## PROMPT:
What appears from the first line of the data below through the line containing "first. After a", both included, should be copied exactly, and nothing else.

Extracted data entries:
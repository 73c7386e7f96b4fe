// SPDX-License-Identifier: MPL-2.0
// This Source Code Form is subject to the terms of the Mozilla Public
// License, v. 2.0. If a copy of the MPL was not distributed with this
// file, You can obtain one at https://mozilla.org/MPL/2.0/.

//! Single-output setters.
//!
//! Each setter writes through the backend, records the new state and
//! broadcasts. A failed write is logged and leaves the recorded state alone.

use crate::backend::Backend;
use crate::projection::{GPIO_DEVICE_PREFIX, MANUAL_DEVICE_KEY, OutletRef};
use crate::state::TimerKey;
use crate::types::PowerAction;

use super::{BoxFuture, Orchestrator};

impl<B: Backend> Orchestrator<B> {
    /// Switches one PDU outlet.
    ///
    /// Unknown hosts are ignored.
    pub async fn set_outlet_state(&self, host: &str, index: &str, action: PowerAction) {
        let known = self.inner.store.lock().pdu(host).is_some();
        if !known {
            tracing::debug!(host, outlet = index, "Unknown PDU, ignoring write");
            return;
        }

        match self.inner.backend.write_outlet(host, index, action).await {
            Ok(()) => {
                tracing::info!(host, outlet = index, %action, "Outlet switched");
                let updated = self
                    .inner
                    .store
                    .lock()
                    .set_outlet_state(host, index, action.into());
                if updated {
                    self.broadcast();
                }
            }
            Err(e) => {
                tracing::warn!(
                    host,
                    outlet = index,
                    %action,
                    error = %e,
                    "Failed to switch outlet"
                );
            }
        }
    }

    /// Switches one GPIO output by its `host:port:pin` key.
    ///
    /// Any pending auto-off for the pin is cancelled first. After a
    /// successful write the output's own hook runs to completion, the state
    /// is recorded and broadcast, and switching on re-arms the pin's
    /// auto-off if it has one. Unknown keys are ignored.
    pub async fn set_gpio_output_state(&self, key: &str, action: PowerAction) {
        let output = self.inner.store.lock().gpio_output(key).cloned();
        let Some(output) = output else {
            tracing::debug!(key, "Unknown GPIO output, ignoring write");
            return;
        };

        let timer = TimerKey::pin(key);
        self.inner.timers.cancel(&timer);

        if let Err(e) = self.inner.backend.write_gpio(&output, action).await {
            tracing::warn!(
                key,
                name = %output.name,
                %action,
                error = %e,
                "Failed to switch GPIO output"
            );
            return;
        }
        tracing::info!(key, name = %output.name, %action, "GPIO output switched");

        if let Some(command) = output.command(action) {
            if let Err(e) = self.inner.backend.run_command(command).await {
                tracing::warn!(key, error = %e, "GPIO output hook failed");
            }
        }

        self.inner.store.lock().set_gpio_state(key, action.into());
        self.broadcast();

        if let (PowerAction::On, Some(after)) = (action, output.auto_off) {
            tracing::info!(key, seconds = after.as_secs(), "GPIO output auto-off armed");
            self.inner
                .timers
                .arm(timer, after, self.boxed_gpio_off(key.to_string()));
        }
    }

    /// Switches a manual device by name.
    ///
    /// The device's hook is started on a detached task; the state is
    /// recorded immediately. Unknown devices are ignored.
    pub fn run_manual_command(&self, name: &str, action: PowerAction) {
        let config = self.config();
        let Some(device) = config.manual_device(name) else {
            tracing::debug!(device = name, "Unknown manual device, ignoring");
            return;
        };

        if let Some(command) = device.command(action) {
            self.spawn_hook(command);
        }
        tracing::info!(device = name, %action, "Manual device switched");
        self.inner
            .store
            .lock()
            .set_manual_state(device.name.clone(), action.into());
        self.broadcast();
    }

    /// Switches one outlet addressed the way the projected view lists it.
    ///
    /// `device_key` is a PDU host, `GPIO:host:port` or `Manual`; `index` is
    /// the outlet index, pin number or manual device name respectively.
    pub async fn trigger_outlet(&self, device_key: &str, index: &str, action: PowerAction) {
        tracing::debug!(device = device_key, index, %action, "Outlet command");
        self.switch(&outlet_ref(device_key, index), action).await;
    }

    /// Renames an outlet addressed like [`trigger_outlet`](Self::trigger_outlet).
    ///
    /// Only the in-memory name changes; persisting it is up to the caller.
    /// Returns false if the outlet is unknown.
    pub fn rename_outlet(&self, device_key: &str, index: &str, name: &str) -> bool {
        let renamed = match outlet_ref(device_key, index) {
            OutletRef::Pdu { host, index } => {
                self.inner.store.lock().rename_outlet(&host, &index, name)
            }
            OutletRef::Gpio { key } => self.inner.store.lock().rename_gpio_output(&key, name),
            OutletRef::Manual { .. } => false,
        };
        if renamed {
            tracing::info!(device = device_key, index, name, "Outlet renamed");
            self.broadcast();
        }
        renamed
    }

    /// Dispatches one write to the setter for its device type.
    pub(crate) async fn switch(&self, target: &OutletRef, action: PowerAction) {
        match target {
            OutletRef::Pdu { host, index } => self.set_outlet_state(host, index, action).await,
            OutletRef::Gpio { key } => self.set_gpio_output_state(key, action).await,
            OutletRef::Manual { name } => self.run_manual_command(name, action),
        }
    }

    fn boxed_gpio_off(&self, key: String) -> BoxFuture<'static> {
        let engine = self.clone();
        Box::pin(async move {
            tracing::info!(key = %key, "GPIO output auto-off fired");
            engine.set_gpio_output_state(&key, PowerAction::Off).await;
        })
    }
}

fn outlet_ref(device_key: &str, index: &str) -> OutletRef {
    if device_key == MANUAL_DEVICE_KEY {
        OutletRef::Manual {
            name: index.to_string(),
        }
    } else if let Some(connection) = device_key.strip_prefix(GPIO_DEVICE_PREFIX) {
        OutletRef::Gpio {
            key: format!("{connection}:{index}"),
        }
    } else {
        OutletRef::Pdu {
            host: device_key.to_string(),
            index: index.to_string(),
        }
    }
}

## RESPONSE FOR THIS EXERCISE:
repository 73c7386e7f96b4fe
// SPDX-License-Identifier: MPL-2.0
// This Source Code Form is subject to the terms of the Mozilla Public
// License, v. 2.0. If a copy of the MPL was not distributed with this
// file, You can obtain one at https://mozilla.org/MPL/2.0/.

//! Single-output setters.
//!
//! Each setter writes through the backend, records the new state and
//! broadcasts. A failed write is logged and leaves the recorded state alone.

use crate::backend::Backend;
use crate::projection::{GPIO_DEVICE_PREFIX, MANUAL_DEVICE_KEY, OutletRef};
use crate::state::TimerKey;
use crate::types::PowerAction;

use super::{BoxFuture, Orchestrator};

impl<B: Backend> Orchestrator<B> {
    /// Switches one PDU outlet.
    ///
    /// Unknown hosts are ignored.
    pub async fn set_outlet_state(&self, host: &str, index: &str, action: PowerAction) {
        let known = self.inner.store.lock().pdu(host).is_some();
        if !known {
            tracing::debug!(host, outlet = index, "Unknown PDU, ignoring write");
            return;
        }

        match self.inner.backend.write_outlet(host, index, action).await {
            Ok(()) => {
                tracing::info!(host, outlet = index, %action, "Outlet switched");
                let updated = self
                    .inner
                    .store
                    .lock()
                    .set_outlet_state(host, index, action.into());
                if updated {
                    self.broadcast();
                }
            }
            Err(e) => {
                tracing::warn!(
                    host,
                    outlet = index,
                    %action,
                    error = %e,
                    "Failed to switch outlet"
                );
            }
        }
    }

    /// Switches one GPIO output by its `host:port:pin` key.
    ///
    /// Any pending auto-off for the pin is cancelled first. After a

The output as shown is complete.